While the original idea was for Michaels and Undertaker to have a cage match, Cornette offered his opinion to Vince McMahon and suggested they go in a different direction.

“We were discussing, and again, it's Undertaker and Michaels, it's going to be in a cage. That was the original thought was a cage. But it’s a big PPV and we're trying to do things differently. You know; Attitude Era, Monday Night Wars, WCW. Especially since it was going to be the debut of Kane and that was going to be Glenn Jacobs' big chance and I like Glenn. I said, 'Why don't we make it a bigger -- Instead of just a cage match -- I even mentioned to Vince, I said, 'I don't know whether you know this or not, but a large segment of wrestling fans believe that a cage match should be no way in and no way out. That’s what they grew up on," Cornette said.

"I said, 'Two things.' I said, 'Put the roof on it like the WarGames because that way people would know that there was no way to get in and no way to get out.' Because to make the finish work where Kane appears, you have to have sold a situation where nobody can get in and nobody can get out," Cornette continued. "So it couldn’t work for a standard WWF-style cage match. 'Put the roof on like the WarGames and make the cage wider around the ring so they have room because it's Michaels, right. So they have room to do their stuff like Lawler used to use in Memphis. That way it’s a bigger structure, and there’s more sizzle to it than just the same old cage they have already seen. Of course I'm thinking about the WarGames spots, 'They're building a dome of steel in Atlanta.' So you’re going to see a structure like you have never seen before.”
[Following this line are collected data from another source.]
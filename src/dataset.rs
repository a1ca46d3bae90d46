use std::fs::File;
use std::io::prelude::*;
use std::io::{self, BufReader, LineWriter};
use std::path::Path;
use std::sync::{Mutex, MutexGuard};

use crate::error::{SimError, SimResult};

/// A single generated sequence, stored as ASCII bases.
pub type Sequence = Vec<u8>;

/// An ordered, read-only collection of sequences, ready for motif analysis.
#[derive(Debug, Default, Clone, PartialEq)]
pub struct Dataset {
    sequences: Vec<Sequence>,
}

impl Dataset {
    pub fn from_sequences(sequences: Vec<Sequence>) -> Self {
        Dataset { sequences }
    }

    /// Loads a newline-delimited dataset file, as written by [`DatasetSink`]. Empty lines are
    /// skipped and a trailing `\r` is removed from each line.
    pub fn from_path(path: &Path) -> SimResult<Self> {
        let file = File::open(path).map_err(|e| {
            SimError::persistence(format!("open dataset file {}", path.display()), e)
        })?;

        let mut sequences = Vec::new();
        for (i, line) in BufReader::new(file).split(b'\n').enumerate() {
            let mut line = line.map_err(|e| {
                SimError::persistence(format!("read line {} of {}", i + 1, path.display()), e)
            })?;
            if line.last() == Some(&b'\r') {
                line.pop();
            }
            if !line.is_empty() {
                sequences.push(line);
            }
        }

        Ok(Dataset { sequences })
    }

    pub fn len(&self) -> usize {
        self.sequences.len()
    }

    pub fn is_empty(&self) -> bool {
        self.sequences.is_empty()
    }

    pub fn sequences(&self) -> &[Sequence] {
        &self.sequences
    }

    /// Total number of bases over every sequence.
    pub fn total_bases(&self) -> usize {
        self.sequences.iter().map(|s| s.len()).sum()
    }
}

struct SinkState<W> {
    sequences: Vec<Sequence>,
    /// `None` once the sink has been closed.
    writer: Option<W>,
    /// Set when a write stopped partway through a line.
    failed: bool,
}

/// Thread-safe, append-only destination for generated sequences.
///
/// Every append writes the sequence as one line to the underlying writer and then records it in
/// memory, both while holding the same lock. A sequence is only kept in memory if its whole line
/// was written, so the complete lines of the store and the in-memory dataset always agree.
///
/// A write that fails before any byte of the line was accepted only loses that sequence. A write
/// that fails partway through a line leaves the store without a line boundary; the sink then
/// refuses every further append with `SinkFailed`, and `close` reports it.
pub struct DatasetSink<W: Write> {
    state: Mutex<SinkState<W>>,
}

impl DatasetSink<LineWriter<File>> {
    /// Creates (or truncates) the file at `path` and opens a sink over it. Each appended line is
    /// handed to the OS before the append returns.
    pub fn create(path: &Path) -> SimResult<Self> {
        let file = File::create(path).map_err(|e| {
            SimError::persistence(format!("create dataset file {}", path.display()), e)
        })?;
        Ok(DatasetSink::new(LineWriter::new(file)))
    }
}

/// Writes all of `line`, returning the number of bytes accepted along with any error.
fn write_line<W: Write>(writer: &mut W, line: &[u8]) -> (usize, io::Result<()>) {
    let mut written = 0;
    while written < line.len() {
        match writer.write(&line[written..]) {
            Ok(0) => {
                return (
                    written,
                    Err(io::Error::new(io::ErrorKind::WriteZero, "failed to write whole line")),
                )
            }
            Ok(n) => written += n,
            Err(e) if e.kind() == io::ErrorKind::Interrupted => {}
            Err(e) => return (written, Err(e)),
        }
    }
    (written, Ok(()))
}

impl<W: Write> DatasetSink<W> {
    pub fn new(writer: W) -> Self {
        DatasetSink {
            state: Mutex::new(SinkState {
                sequences: Vec::new(),
                writer: Some(writer),
                failed: false,
            }),
        }
    }

    // a panicking worker never leaves the state half-updated, so a poisoned lock is still usable
    fn lock(&self) -> MutexGuard<'_, SinkState<W>> {
        self.state.lock().unwrap_or_else(|e| e.into_inner())
    }

    /// Appends `seq` to the persistent store and the in-memory dataset as one operation.
    ///
    /// # Errors
    ///
    /// * `SinkClosed` if [`DatasetSink::close`] has already been called.
    /// * `SinkFailed` if an earlier append left a partial line in the store.
    /// * `PersistenceFailure` if the line could not be written. The sequence is then not added
    ///   to the in-memory dataset either.
    pub fn append(&self, seq: Sequence) -> SimResult<()> {
        let mut line = Vec::with_capacity(seq.len() + 1);
        line.extend_from_slice(&seq);
        line.push(b'\n');

        let mut state = self.lock();
        if state.failed {
            return Err(SimError::SinkFailed);
        }
        let writer = state.writer.as_mut().ok_or(SimError::SinkClosed)?;

        if let (written, Err(e)) = write_line(writer, &line) {
            if written > 0 {
                state.failed = true;
            }
            return Err(SimError::persistence("append sequence to dataset file", e));
        }

        state.sequences.push(seq);
        Ok(())
    }

    /// Flushes and closes the persistent store. Appends after this call fail.
    ///
    /// # Errors
    ///
    /// * `SinkClosed` if the sink was already closed.
    /// * `PersistenceFailure` if the final flush fails.
    /// * `SinkFailed` if an append left a partial line in the store.
    pub fn close(&self) -> SimResult<()> {
        let (mut writer, failed) = {
            let mut state = self.lock();
            let writer = state.writer.take().ok_or(SimError::SinkClosed)?;
            (writer, state.failed)
        };
        writer
            .flush()
            .map_err(|e| SimError::persistence("flush dataset file", e))?;
        if failed {
            return Err(SimError::SinkFailed);
        }
        Ok(())
    }

    /// Number of sequences appended so far.
    pub fn len(&self) -> usize {
        self.lock().sequences.len()
    }

    /// Consumes the sink, freezing the collected sequences into a [`Dataset`].
    pub fn into_dataset(self) -> Dataset {
        let state = self.state.into_inner().unwrap_or_else(|e| e.into_inner());
        Dataset::from_sequences(state.sequences)
    }

    #[cfg(test)]
    pub(crate) fn into_parts(self) -> (Vec<Sequence>, Option<W>) {
        let state = self.state.into_inner().unwrap_or_else(|e| e.into_inner());
        (state.sequences, state.writer)
    }
}

#[cfg(test)]
pub(crate) mod tests {
    use super::*;

    /// Writer that fails every `fail_every`-th write call and records the rest.
    pub(crate) struct FlakyWriter {
        pub calls: usize,
        pub fail_every: usize,
        pub fail_flush: bool,
        pub written: Vec<u8>,
    }

    impl FlakyWriter {
        pub fn new(fail_every: usize) -> Self {
            FlakyWriter {
                calls: 0,
                fail_every,
                fail_flush: false,
                written: Vec::new(),
            }
        }
    }

    impl Write for FlakyWriter {
        fn write(&mut self, buf: &[u8]) -> io::Result<usize> {
            self.calls += 1;
            if self.fail_every > 0 && self.calls % self.fail_every == 0 {
                return Err(io::Error::new(io::ErrorKind::Other, "disk full"));
            }
            self.written.extend_from_slice(buf);
            Ok(buf.len())
        }

        fn flush(&mut self) -> io::Result<()> {
            if self.fail_flush {
                return Err(io::Error::new(io::ErrorKind::Other, "flush failed"));
            }
            Ok(())
        }
    }

    #[test]
    fn append_writes_line_and_memory() {
        let sink = DatasetSink::new(Vec::<u8>::new());
        sink.append(b"ACGT".to_vec()).unwrap();
        sink.append(b"TTAA".to_vec()).unwrap();
        assert_eq!(sink.len(), 2);

        let state = sink.state.into_inner().unwrap();
        assert_eq!(state.writer.unwrap(), b"ACGT\nTTAA\n".to_vec());
        assert_eq!(state.sequences, vec![b"ACGT".to_vec(), b"TTAA".to_vec()]);
    }

    #[test]
    fn append_after_close_fails() {
        let sink = DatasetSink::new(Vec::<u8>::new());
        sink.append(b"AC".to_vec()).unwrap();
        sink.close().unwrap();

        assert!(matches!(sink.append(b"GG".to_vec()), Err(SimError::SinkClosed)));
        assert!(matches!(sink.close(), Err(SimError::SinkClosed)));
        assert_eq!(sink.into_dataset().len(), 1);
    }

    #[test]
    fn failed_write_is_not_kept_in_memory() {
        let sink = DatasetSink::new(FlakyWriter::new(2));
        assert!(sink.append(b"AAAA".to_vec()).is_ok());
        assert!(matches!(
            sink.append(b"CCCC".to_vec()),
            Err(SimError::PersistenceFailure { .. })
        ));
        assert!(sink.append(b"GGGG".to_vec()).is_ok());

        let state = sink.state.into_inner().unwrap();
        assert_eq!(state.sequences, vec![b"AAAA".to_vec(), b"GGGG".to_vec()]);
        assert_eq!(state.writer.unwrap().written, b"AAAA\nGGGG\n".to_vec());
    }

    /// Writer that accepts `budget` bytes in total, then fails.
    struct ShortWriter {
        budget: usize,
        written: Vec<u8>,
    }

    impl Write for ShortWriter {
        fn write(&mut self, buf: &[u8]) -> io::Result<usize> {
            if self.budget == 0 {
                return Err(io::Error::new(io::ErrorKind::Other, "disk full"));
            }
            let n = buf.len().min(self.budget);
            self.budget -= n;
            self.written.extend_from_slice(&buf[..n]);
            Ok(n)
        }

        fn flush(&mut self) -> io::Result<()> {
            Ok(())
        }
    }

    #[test]
    fn partial_line_stops_further_appends() {
        // room for "AAAA\n" and two bytes of the next line
        let sink = DatasetSink::new(ShortWriter {
            budget: 7,
            written: Vec::new(),
        });
        assert!(sink.append(b"AAAA".to_vec()).is_ok());
        assert!(matches!(
            sink.append(b"CCCC".to_vec()),
            Err(SimError::PersistenceFailure { .. })
        ));
        assert!(matches!(sink.append(b"GGGG".to_vec()), Err(SimError::SinkFailed)));

        let (memory, writer) = sink.into_parts();
        let written = writer.unwrap().written;
        assert_eq!(written, b"AAAA\nCC".to_vec());

        let complete_lines: Vec<Vec<u8>> = written
            .split_inclusive(|b| *b == b'\n')
            .filter(|l| l.ends_with(b"\n"))
            .map(|l| l[..l.len() - 1].to_vec())
            .collect();
        assert_eq!(complete_lines, memory);
    }

    #[test]
    fn close_reports_partial_line() {
        let sink = DatasetSink::new(ShortWriter {
            budget: 2,
            written: Vec::new(),
        });
        assert!(sink.append(b"TTTT".to_vec()).is_err());
        assert!(matches!(sink.close(), Err(SimError::SinkFailed)));
        assert_eq!(sink.len(), 0);
    }

    #[test]
    fn interrupted_writes_are_retried() {
        struct Interrupting {
            interrupted: bool,
            written: Vec<u8>,
        }

        impl Write for Interrupting {
            fn write(&mut self, buf: &[u8]) -> io::Result<usize> {
                if !self.interrupted {
                    self.interrupted = true;
                    return Err(io::Error::new(io::ErrorKind::Interrupted, "signal"));
                }
                // one byte at a time
                self.written.push(buf[0]);
                Ok(1)
            }

            fn flush(&mut self) -> io::Result<()> {
                Ok(())
            }
        }

        let sink = DatasetSink::new(Interrupting {
            interrupted: false,
            written: Vec::new(),
        });
        sink.append(b"ACGT".to_vec()).unwrap();

        let (memory, writer) = sink.into_parts();
        assert_eq!(memory, vec![b"ACGT".to_vec()]);
        assert_eq!(writer.unwrap().written, b"ACGT\n".to_vec());
    }

    #[test]
    fn close_reports_flush_failure() {
        let mut writer = FlakyWriter::new(0);
        writer.fail_flush = true;
        let sink = DatasetSink::new(writer);
        assert!(matches!(
            sink.close(),
            Err(SimError::PersistenceFailure { .. })
        ));
    }

    #[test]
    fn file_round_trip() {
        let dir = tempfile::tempdir().unwrap();
        let path = dir.path().join("dataset.txt");
        std::fs::write(&path, "stale contents\n").unwrap();

        let sink = DatasetSink::create(&path).unwrap();
        sink.append(b"ACGTAC".to_vec()).unwrap();
        sink.append(b"GGTTCA".to_vec()).unwrap();
        sink.close().unwrap();

        assert_eq!(std::fs::read_to_string(&path).unwrap(), "ACGTAC\nGGTTCA\n");
        assert_eq!(Dataset::from_path(&path).unwrap(), sink.into_dataset());
    }

    #[test]
    fn load_skips_blank_lines() {
        let dir = tempfile::tempdir().unwrap();
        let path = dir.path().join("dataset.txt");
        std::fs::write(&path, "ACGT\r\n\nACAC\n\n").unwrap();

        let dataset = Dataset::from_path(&path).unwrap();
        assert_eq!(dataset.sequences(), &[b"ACGT".to_vec(), b"ACAC".to_vec()]);
        assert_eq!(dataset.total_bases(), 8);
    }

    #[test]
    fn missing_file_is_persistence_failure() {
        let err = Dataset::from_path(Path::new("does/not/exist.txt")).unwrap_err();
        assert!(matches!(err, SimError::PersistenceFailure { .. }));
    }
}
Finally, Cornette said that he researched the ending that saw Kane rip the door off of the Cell. He even shared where he got the inspiration from. He said the following:

“Say it’s the ultimate score settler and there is literally no way in and no way out for anybody unless the match comes to a conclusion. Because then, the whole idea of Kane coming out, well how’s he going to get in? When he rips the door off the impenetrable cage, that gets over. If he had opened the door off a regular WWF-style cage match, the referees did that in every match multiple times. It wouldn’t make a big f**king deal. So we changed the presentation, in part, specifically to make the finish more impactful. But then you also had a gimmick match you can use ongoing and then of course you could overuse it and prostitute. The first time that I saw them where they had the f**king guy with the lever that lifts the cage and drops it from the ceiling and lifts it up on the payroll, I’m like, 'Well they’ve f**ked this one now too.' But originally that was the idea for Hell in a Cell and that’s where all those things came from.

As I've mentioned, I researched Kane ripping the door off the cage, which Vince liked. He liked these ideas because of the way I just explained it to you. It made sense. Kane ripping the door off the cage was a reverse of the Doug Furnace as a babyface doing that in Knoxville in Continental Wrestling when Kevin Sullivan was booking down there and introduced him as a hometown hero. He was the big babyface who came to the other babyfaces rescue because the World's Strongest Man pulled the door off."

During his time with WWE, Jim Cornette served as a manager, commentator, and as part of the creative team.

Hell In A Cell has become a yearly event for WWE. The most recent edition happened this month and featured Cell matches between Bianca Belair and Bayley and Drew McIntyre and Bobby Lashley. Lashley had a second Hell In A Cell match the very next night against Xavier Woods on Monday Night Raw.